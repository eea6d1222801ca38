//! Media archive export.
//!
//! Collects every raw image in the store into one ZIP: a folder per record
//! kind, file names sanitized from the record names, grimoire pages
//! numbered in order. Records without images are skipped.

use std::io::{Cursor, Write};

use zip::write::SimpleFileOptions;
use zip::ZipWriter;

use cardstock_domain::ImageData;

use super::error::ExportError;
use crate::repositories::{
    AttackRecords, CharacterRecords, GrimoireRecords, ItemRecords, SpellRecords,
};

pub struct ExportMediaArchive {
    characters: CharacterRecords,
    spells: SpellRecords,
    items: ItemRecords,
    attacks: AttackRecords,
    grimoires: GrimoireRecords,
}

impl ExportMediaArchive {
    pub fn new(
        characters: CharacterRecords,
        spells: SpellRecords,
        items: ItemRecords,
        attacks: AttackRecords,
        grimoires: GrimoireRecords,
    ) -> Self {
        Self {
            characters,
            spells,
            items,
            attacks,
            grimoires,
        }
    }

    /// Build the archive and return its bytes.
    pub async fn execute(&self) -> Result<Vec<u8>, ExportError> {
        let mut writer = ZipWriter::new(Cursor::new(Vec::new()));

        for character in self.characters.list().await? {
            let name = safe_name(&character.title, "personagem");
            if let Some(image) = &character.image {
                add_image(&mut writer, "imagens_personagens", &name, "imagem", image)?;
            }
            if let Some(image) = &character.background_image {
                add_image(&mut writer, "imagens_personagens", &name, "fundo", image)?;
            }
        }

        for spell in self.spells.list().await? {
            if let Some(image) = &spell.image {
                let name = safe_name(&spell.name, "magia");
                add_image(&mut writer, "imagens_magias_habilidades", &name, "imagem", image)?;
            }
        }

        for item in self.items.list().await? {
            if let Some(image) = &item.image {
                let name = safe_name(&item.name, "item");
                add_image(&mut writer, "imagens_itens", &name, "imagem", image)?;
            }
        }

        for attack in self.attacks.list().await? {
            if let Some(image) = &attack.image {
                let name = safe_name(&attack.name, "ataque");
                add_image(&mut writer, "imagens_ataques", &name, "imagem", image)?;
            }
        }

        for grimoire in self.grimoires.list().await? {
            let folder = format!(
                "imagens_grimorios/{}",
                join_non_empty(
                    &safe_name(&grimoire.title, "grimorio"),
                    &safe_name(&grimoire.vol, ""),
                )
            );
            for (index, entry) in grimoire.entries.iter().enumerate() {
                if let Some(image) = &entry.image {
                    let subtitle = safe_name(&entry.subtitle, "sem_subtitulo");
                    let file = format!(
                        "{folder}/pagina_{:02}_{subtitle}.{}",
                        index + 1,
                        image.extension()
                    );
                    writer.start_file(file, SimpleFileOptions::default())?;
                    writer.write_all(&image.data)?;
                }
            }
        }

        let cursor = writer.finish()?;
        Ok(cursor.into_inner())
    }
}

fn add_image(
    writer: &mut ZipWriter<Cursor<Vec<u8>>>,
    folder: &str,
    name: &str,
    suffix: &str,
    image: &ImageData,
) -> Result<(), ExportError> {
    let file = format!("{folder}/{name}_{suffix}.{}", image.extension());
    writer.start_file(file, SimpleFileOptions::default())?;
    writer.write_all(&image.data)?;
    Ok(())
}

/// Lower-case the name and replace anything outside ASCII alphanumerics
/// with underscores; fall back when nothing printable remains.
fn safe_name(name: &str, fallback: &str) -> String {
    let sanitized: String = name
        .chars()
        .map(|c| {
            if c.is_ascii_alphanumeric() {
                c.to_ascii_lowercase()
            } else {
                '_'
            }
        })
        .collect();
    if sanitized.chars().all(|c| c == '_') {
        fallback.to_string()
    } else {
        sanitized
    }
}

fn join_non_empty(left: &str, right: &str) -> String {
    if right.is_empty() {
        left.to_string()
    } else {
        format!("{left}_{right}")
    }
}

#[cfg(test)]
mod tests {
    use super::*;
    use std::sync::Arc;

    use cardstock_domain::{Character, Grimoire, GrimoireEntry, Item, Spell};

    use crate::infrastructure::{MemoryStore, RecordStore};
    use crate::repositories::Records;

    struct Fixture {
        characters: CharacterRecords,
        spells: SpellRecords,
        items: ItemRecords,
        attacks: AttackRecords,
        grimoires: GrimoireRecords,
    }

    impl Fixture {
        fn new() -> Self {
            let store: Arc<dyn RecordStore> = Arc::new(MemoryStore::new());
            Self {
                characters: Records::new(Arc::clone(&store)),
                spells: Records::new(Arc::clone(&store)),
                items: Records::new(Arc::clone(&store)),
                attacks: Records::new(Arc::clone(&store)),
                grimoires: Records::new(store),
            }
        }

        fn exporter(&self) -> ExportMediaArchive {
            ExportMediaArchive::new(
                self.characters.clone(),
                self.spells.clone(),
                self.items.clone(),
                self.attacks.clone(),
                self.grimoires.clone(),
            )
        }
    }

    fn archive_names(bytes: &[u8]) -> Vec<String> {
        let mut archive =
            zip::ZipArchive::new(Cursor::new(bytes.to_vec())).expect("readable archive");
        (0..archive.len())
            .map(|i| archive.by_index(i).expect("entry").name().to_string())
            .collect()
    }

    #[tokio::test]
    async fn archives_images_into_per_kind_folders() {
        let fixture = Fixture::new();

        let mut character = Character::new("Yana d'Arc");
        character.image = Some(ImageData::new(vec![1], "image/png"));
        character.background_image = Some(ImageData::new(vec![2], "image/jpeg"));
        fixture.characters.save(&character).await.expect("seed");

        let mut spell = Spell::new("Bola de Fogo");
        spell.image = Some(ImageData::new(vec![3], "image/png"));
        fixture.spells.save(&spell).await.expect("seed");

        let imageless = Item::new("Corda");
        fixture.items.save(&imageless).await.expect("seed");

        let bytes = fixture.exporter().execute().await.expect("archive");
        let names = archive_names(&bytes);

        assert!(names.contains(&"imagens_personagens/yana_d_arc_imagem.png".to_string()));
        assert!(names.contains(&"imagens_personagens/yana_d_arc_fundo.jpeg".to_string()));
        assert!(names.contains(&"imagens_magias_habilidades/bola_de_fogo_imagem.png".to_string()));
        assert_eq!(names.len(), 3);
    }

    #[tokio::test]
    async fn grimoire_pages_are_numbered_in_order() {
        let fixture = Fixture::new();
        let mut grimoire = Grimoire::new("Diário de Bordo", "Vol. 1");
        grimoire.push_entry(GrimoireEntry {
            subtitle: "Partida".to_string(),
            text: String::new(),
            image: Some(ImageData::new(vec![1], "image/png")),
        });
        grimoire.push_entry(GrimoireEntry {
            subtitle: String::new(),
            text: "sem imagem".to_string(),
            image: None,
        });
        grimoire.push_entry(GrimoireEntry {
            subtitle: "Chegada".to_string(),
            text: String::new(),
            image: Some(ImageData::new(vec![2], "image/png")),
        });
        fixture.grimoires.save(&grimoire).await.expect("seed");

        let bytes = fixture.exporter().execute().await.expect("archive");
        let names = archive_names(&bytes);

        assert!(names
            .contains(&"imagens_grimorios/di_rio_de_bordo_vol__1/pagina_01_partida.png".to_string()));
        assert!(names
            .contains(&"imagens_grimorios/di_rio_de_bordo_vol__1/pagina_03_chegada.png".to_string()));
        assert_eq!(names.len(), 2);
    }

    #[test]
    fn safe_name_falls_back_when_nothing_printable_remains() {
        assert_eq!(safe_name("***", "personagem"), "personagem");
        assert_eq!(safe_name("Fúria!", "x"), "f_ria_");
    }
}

================================

» **Prompt**
Working through the records above, copy each line in which "imageless" is found.

» **Written solution**
        let imageless = Item::new("Corda");
        fixture.items.save(&imageless).await.expect("seed");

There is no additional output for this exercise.